Please Refer Following Example

http://wiki.mikrotik.com/wiki/How_to_Block_Websites_%26_Stop_Downloading_Using_Proxy

//ASHISH

Gromit · October 1, 2007, 1:18pm

Great thanks guys for the help, that worked well.

One question though, why cant I proxy any HTTPS sites? i know it uses a different port number but if I redirect the port to the proxy even if it is allowed it wont connect.

Any advice?

Chupaka · October 1, 2007, 11:19pm

yes, good advice is stop trying
HTTPS in it’s nature is secure protocol, and even router do not know, what is transmitted in https connection
MT also do not support certificate substitution, to realize partial functionality of HTTPS proxy

tgrand · October 2, 2007, 2:21am

Poppy Cock!!!

Go to your Hotspot Profile and define the Proxy and port there.
Then Go to your Use profiles and set the transparent proxy in the user profile.

Disable firewall rules to redirect, and all should be fine.

sergejs · October 2, 2007, 10:25am

Only HTTP traffic is supported in transparent mode of the web proxy.

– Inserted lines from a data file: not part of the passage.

use std::sync::LazyLock;

use chrono::{DateTime, NaiveDate, Utc};
use regex::Regex;

/// Verification code length (numeric digits).
pub const CODE_LEN: usize = 6;

/// Code validity window in seconds (15 minutes from issuance).
pub const CODE_TTL_SECS: i64 = 15 * 60;

/// Minimum interval between two issuances for the same identity.
pub const RESEND_COOLDOWN_SECS: i64 = 60;

/// Issuance cap per rolling 24-hour window.
pub const MAX_SENDS_PER_WINDOW: i32 = 5;

/// Length of the issuance window in seconds.
pub const SEND_WINDOW_SECS: i64 = 24 * 3600;

/// Quota granted to new accounts unless the caller overrides it.
pub const DEFAULT_QUOTA_LIMIT: i64 = 1000;

/// Account record for the gated service.
#[derive(Debug, Clone)]
pub struct User {
    pub username: String,
    pub password_hash: String,
    pub email: String,
    pub quota_limit: i64,
    pub quota_used: i64,
    pub last_reset_date: NaiveDate,
    pub is_admin: bool,
}

impl User {
    /// True while the account has unspent quota.
    pub fn has_quota(&self) -> bool {
        self.quota_used < self.quota_limit
    }
}

/// One-time verification code bound to an email address or phone number.
/// One row per identity; reissues overwrite it.
#[derive(Debug, Clone)]
pub struct VerificationCode {
    pub identity: String,
    pub code: String,
    pub created_at: DateTime<Utc>,
    pub attempts: i32,
    pub last_attempt_at: DateTime<Utc>,
}

impl VerificationCode {
    /// A reissue within 60 seconds of the last one is rejected.
    pub fn in_cooldown(&self, now: DateTime<Utc>) -> bool {
        (now - self.last_attempt_at).num_seconds() < RESEND_COOLDOWN_SECS
    }

    /// The 24-hour issuance window, anchored at the latest issuance.
    pub fn window_active(&self, now: DateTime<Utc>) -> bool {
        (now - self.created_at).num_seconds() < SEND_WINDOW_SECS
    }

    /// Codes are valid for 15 minutes from issuance.
    pub fn is_expired(&self, now: DateTime<Utc>) -> bool {
        (now - self.created_at).num_seconds() > CODE_TTL_SECS
    }
}

/// One entry in the append-only token usage log.
#[derive(Debug, Clone)]
pub struct ApiUsage {
    pub username: String,
    pub recorded_at: DateTime<Utc>,
    pub model: String,
    pub tokens_used: i64,
}

static EMAIL_RE: LazyLock<Regex> = LazyLock::new(|| {
    Regex::new(r"^[a-zA-Z0-9._%+-]+@[a-zA-Z0-9.-]+\.[a-zA-Z]{2,}$").unwrap()
});

static PHONE_RE: LazyLock<Regex> = LazyLock::new(|| Regex::new(r"^1[3-9]\d{9}$").unwrap());

pub fn is_valid_email(identity: &str) -> bool {
    EMAIL_RE.is_match(identity)
}

/// Mobile numbers only (the SMS gateway rejects anything else).
pub fn is_valid_phone(identity: &str) -> bool {
    PHONE_RE.is_match(identity)
}
use sea_orm_migration::prelude::*;

#[derive(DeriveMigrationName)]
pub struct Migration;

#[async_trait::async_trait]
impl MigrationTrait for Migration {
    async fn up(&self, manager: &SchemaManager) -> Result<(), DbErr> {
        manager
            .create_table(
                Table::create()
                    .table(Users::Table)
                    .if_not_exists()
                    .col(
                        ColumnDef::new(Users::Username)
                            .string()
                            .not_null()
                            .primary_key(),
                    )
                    .col(ColumnDef::new(Users::PasswordHash).string().not_null())
                    .col(
                        ColumnDef::new(Users::Email)
                            .string()
                            .not_null()
                            .unique_key(),
                    )
                    .col(
                        ColumnDef::new(Users::QuotaLimit)
                            .big_integer()
                            .not_null()
                            .default(0),
                    )
                    .col(
                        ColumnDef::new(Users::QuotaUsed)
                            .big_integer()
                            .not_null()
                            .default(0),
                    )
                    .col(ColumnDef::new(Users::LastResetDate).date().not_null())
                    .col(
                        ColumnDef::new(Users::IsAdmin)
                            .boolean()
                            .not_null()
                            .default(false),
                    )
                    .to_owned(),
            )
            .await
    }

    async fn down(&self, manager: &SchemaManager) -> Result<(), DbErr> {
        manager
            .drop_table(Table::drop().table(Users::Table).to_owned())
            .await
    }
}

#[derive(Iden)]
enum Users {
    Table,
    Username,
    PasswordHash,
    Email,
    QuotaLimit,
    QuotaUsed,
    LastResetDate,
    IsAdmin,
}
/******************************************************************************
   Author: Joaquín Béjar García
   Email: jb@taunais.com
   Date: 27/1/26
******************************************************************************/

//! # triowire
//!
//! A fixed-width record schema and codec engine for securities market-data
//! blocks.
//!
//! Venue messages are flat byte buffers whose fields sit at fixed offsets,
//! with fixed-count repeating groups and embedded sub-blocks. triowire
//! describes each shape as a [`RecordSchema`](schema::RecordSchema) value and
//! runs one generic codec over all of them.
//!
//! ## Features
//!
//! - **Validated layouts**: Offsets are computed from widths and checked for
//!   overlaps and gaps when a schema is built
//! - **Strict lengths**: Decoding rejects buffers of the wrong length
//! - **Error paths**: Errors name the field as `c1101.c1101OutBlock2[3].price`
//! - **Embedded catalog**: The venue's blocks and transactions ship with the
//!   crate
//!
//! ## Quick Start
//!
//! ```rust,ignore
//! use triowire::prelude::*;
//!
//! let registry = triowire::catalog::registry()?;
//! let record = registry.decode("c1101InBlock", b"k 005930 ")?;
//! println!("{}", record.to_json()?);
//! ```
//!
//! ## Crate Organization
//!
//! - [`core`]: Values, keys, and error definitions
//! - [`schema`]: Field descriptors, record schemas, and the layout format
//! - [`codec`]: Decoding, encoding, and realtime framing
//! - [`registry`]: Message-type registry and dispatch
//! - [`catalog`]: The embedded venue catalog

pub mod core {
    //! Values, keys, and error definitions.
    pub use triowire_core::*;
}

pub mod schema {
    //! Field descriptors, record schemas, and the layout format.
    pub use triowire_schema::*;
}

pub mod codec {
    //! Decoding, encoding, and realtime framing.
    pub use triowire_codec::*;
}

pub mod registry {
    //! Message-type registry and dispatch.
    pub use triowire_registry::*;
}

pub mod catalog {
    //! The embedded venue catalog.
    pub use triowire_catalog::*;
}

/// Prelude module for convenient imports.
pub mod prelude {
    // Core types
    pub use triowire_core::{
        DecodeError, DecodedRecord, EncodeError, Error, FieldValue, MessageType, RegistryError,
        Result, SchemaError, Value,
    };

    // Schema
    pub use triowire_schema::{
        AttributeLayout, Entry, FieldDescriptor, FieldKind, Layout, Padding, RecordSchema,
        RepeatingGroupDescriptor, SchemaBuilder,
    };

    // Codec
    pub use triowire_codec::{Codec, CodecConfig, MalformedPolicy, RealtimeHeader, TextEncoding};

    // Registry
    pub use triowire_registry::{RegistryBuilder, RegistryState, SchemaRegistry};
}

#[cfg(test)]
mod tests {
    use super::prelude::*;

    #[test]
    fn test_prelude_imports() {
        let _key = MessageType::new("c1101").unwrap();
        let _config = CodecConfig::default().with_malformed(MalformedPolicy::Substitute);
        let _kind = FieldKind::fixed(2);
    }

    #[test]
    fn test_catalog_through_facade() {
        let registry = crate::catalog::registry().unwrap();
        assert_eq!(registry.state(), RegistryState::ReadOnly);
        let record = registry.decode("c1101InBlock", b"e 005930 ").unwrap();
        assert_eq!(record.field("formlang"), Some(&FieldValue::Text("e".to_string())));
    }
}
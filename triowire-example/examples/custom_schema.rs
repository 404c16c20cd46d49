/******************************************************************************
   Author: Joaquín Béjar García
   Email: jb@taunais.com
   Date: 27/1/26
******************************************************************************/

//! Defines schemas outside the catalog.
//!
//! One schema is built in code and registered next to one loaded from JSON.
//! A back-to-back array of ticks is then decoded with the substitute policy,
//! so a corrupt price is kept as raw text instead of failing the batch.

mod common;

use common::init_logging;
use std::sync::Arc;
use tracing::info;
use triowire::prelude::*;

const TRADE_JSON: &str = r#"{
  "name": "trade",
  "entries": [
    { "entry": "field", "name": "code", "length": 6, "kind": "text" },
    { "entry": "field", "name": "date", "length": 8, "kind": "date(%Y%m%d)" },
    { "entry": "field", "name": "qty", "length": 7, "kind": "signed" },
    { "entry": "field", "name": "rate", "length": 6, "kind": "fixed(2)" },
    { "entry": "filler", "name": "reserved", "length": 2 }
  ]
}"#;

fn main() -> anyhow::Result<()> {
    init_logging();

    let tick = SchemaBuilder::new("tick")
        .field("code", 6, FieldKind::Text)
        .field("price", 7, FieldKind::Unsigned)
        .field("side", 1, FieldKind::code(["1", "2"]))
        .build()?;
    let trade = RecordSchema::from_json(TRADE_JSON)?;
    info!("trade schema is {} bytes", trade.length());

    let mut builder = RegistryBuilder::new()
        .with_config(CodecConfig::default().with_malformed(MalformedPolicy::Substitute));
    builder.register_schema(Arc::new(tick))?;
    builder.register_schema(Arc::new(trade))?;
    let registry = builder.build();

    let ticks = registry.decode_array("tick", b"00593000593001000660012x4502")?;
    for (i, tick) in ticks.iter().enumerate() {
        match tick.field("price") {
            Some(FieldValue::Unparsed(raw)) => info!("tick {}: unparsed price {:?}", i, raw),
            price => info!("tick {}: price {:?}", i, price),
        }
    }

    let record = registry.decode("trade", b"00593020240215-000012000125  ")?;
    println!("{}", serde_json::to_string_pretty(&record.to_json()?)?);

    let encoded = registry.encode("trade", &record)?;
    info!("re-encoded: {:?}", String::from_utf8_lossy(&encoded));
    Ok(())
}
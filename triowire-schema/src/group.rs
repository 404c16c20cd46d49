/******************************************************************************
   Author: Joaquín Béjar García
   Email: jb@taunais.com
   Date: 27/1/26
******************************************************************************/

//! Nested record descriptors.
//!
//! - [`RepeatingGroupDescriptor`]: A sub-record repeated a fixed number of times
//! - [`EmbeddedBlock`]: A sub-record that appears exactly once

use crate::record::RecordSchema;
use serde::{Deserialize, Serialize};
use std::ops::Range;

/// Fixed-count repeating group.
///
/// The venue always transmits every slot of a group, so the count is a
/// schema-time constant and unused trailing slots arrive blank.
#[derive(Debug, Clone, PartialEq, Eq, Serialize, Deserialize)]
pub struct RepeatingGroupDescriptor {
    /// Group name, unique within its schema.
    pub name: String,
    /// Byte offset of the first element within the owning record.
    pub offset: usize,
    /// Number of elements.
    pub count: usize,
    /// Layout of one element.
    pub schema: RecordSchema,
}

impl RepeatingGroupDescriptor {
    /// Creates a new repeating group descriptor.
    ///
    /// # Arguments
    /// * `name` - The group name
    /// * `offset` - Byte offset within the owning record
    /// * `schema` - Layout of one element
    /// * `count` - Number of elements
    #[must_use]
    pub fn new(name: impl Into<String>, offset: usize, schema: RecordSchema, count: usize) -> Self {
        Self {
            name: name.into(),
            offset,
            count,
            schema,
        }
    }

    /// Returns the width of one element.
    #[inline]
    #[must_use]
    pub const fn element_length(&self) -> usize {
        self.schema.length()
    }

    /// Returns the total width of all elements, saturating on overflow.
    #[inline]
    #[must_use]
    pub const fn length(&self) -> usize {
        self.count.saturating_mul(self.schema.length())
    }

    /// Returns the total width of all elements, or `None` on overflow.
    #[inline]
    #[must_use]
    pub const fn checked_length(&self) -> Option<usize> {
        self.count.checked_mul(self.schema.length())
    }

    /// Returns the byte range occupied by the group.
    #[must_use]
    pub const fn range(&self) -> Range<usize> {
        self.offset..self.offset.saturating_add(self.length())
    }

    /// Returns the byte range of one element, relative to the group start.
    ///
    /// # Arguments
    /// * `index` - Zero-based element index
    #[must_use]
    pub const fn element_range(&self, index: usize) -> Range<usize> {
        let start = index * self.element_length();
        start..start + self.element_length()
    }
}

/// Sub-record embedded once inside a composite record.
#[derive(Debug, Clone, PartialEq, Eq, Serialize, Deserialize)]
pub struct EmbeddedBlock {
    /// Entry name, unique within its schema.
    pub name: String,
    /// Byte offset within the owning record.
    pub offset: usize,
    /// Layout of the block.
    pub schema: RecordSchema,
}

impl EmbeddedBlock {
    /// Creates a new embedded block descriptor.
    #[must_use]
    pub fn new(name: impl Into<String>, offset: usize, schema: RecordSchema) -> Self {
        Self {
            name: name.into(),
            offset,
            schema,
        }
    }

    /// Returns the width of the block.
    #[inline]
    #[must_use]
    pub const fn length(&self) -> usize {
        self.schema.length()
    }

    /// Returns the byte range occupied by the block.
    #[must_use]
    pub const fn range(&self) -> Range<usize> {
        self.offset..self.offset + self.length()
    }
}

#[cfg(test)]
mod tests {
    use super::*;
    use crate::field::{FieldDescriptor, FieldKind};
    use crate::record::Entry;

    fn tick() -> RecordSchema {
        RecordSchema::new(
            "tick",
            vec![
                Entry::Field(FieldDescriptor::new("time", 0, 6, FieldKind::Text)),
                Entry::Field(FieldDescriptor::new("qty", 6, 2, FieldKind::Signed)),
            ],
        )
        .unwrap()
    }

    #[test]
    fn test_group_geometry() {
        let group = RepeatingGroupDescriptor::new("rows", 10, tick(), 20);
        assert_eq!(group.element_length(), 8);
        assert_eq!(group.length(), 160);
        assert_eq!(group.range(), 10..170);
        assert_eq!(group.element_range(3), 24..32);
    }

    #[test]
    fn test_embedded_block_geometry() {
        let block = EmbeddedBlock::new("indicator", 4, tick());
        assert_eq!(block.length(), 8);
        assert_eq!(block.range(), 4..12);
    }
}
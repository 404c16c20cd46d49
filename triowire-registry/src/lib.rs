/******************************************************************************
   Author: Joaquín Béjar García
   Email: jb@taunais.com
   Date: 27/1/26
******************************************************************************/

//! # triowire Registry
//!
//! Message-type registry and runtime dispatch.
//!
//! Schemas are registered on a [`RegistryBuilder`] and frozen into a
//! [`SchemaRegistry`], which resolves message types such as `"c1101"` or
//! `"c1101OutBlock2"` to their schema and dispatches decode and encode calls.
//!
//! ## Lifecycle
//!
//! - **Uninitialized**: Nothing registered
//! - **Populated**: The builder holds at least one schema
//! - **ReadOnly**: Frozen by [`RegistryBuilder::build`] or [`install`]

pub mod global;
pub mod registry;

pub use global::{global, install, state};
pub use registry::{RegistryBuilder, RegistryState, SchemaRegistry};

tgrand · October 2, 2007, 11:31am

You should really go to the dhcp server options and add option 252.
Do a web serch and look up option 252.
Once you create the option, then go to the DHCP server and add the option to the server.
You need a web server to put the PAC file onto.

P.S. It would be a great Feature if ROS supported serving up a PAC file through its web server.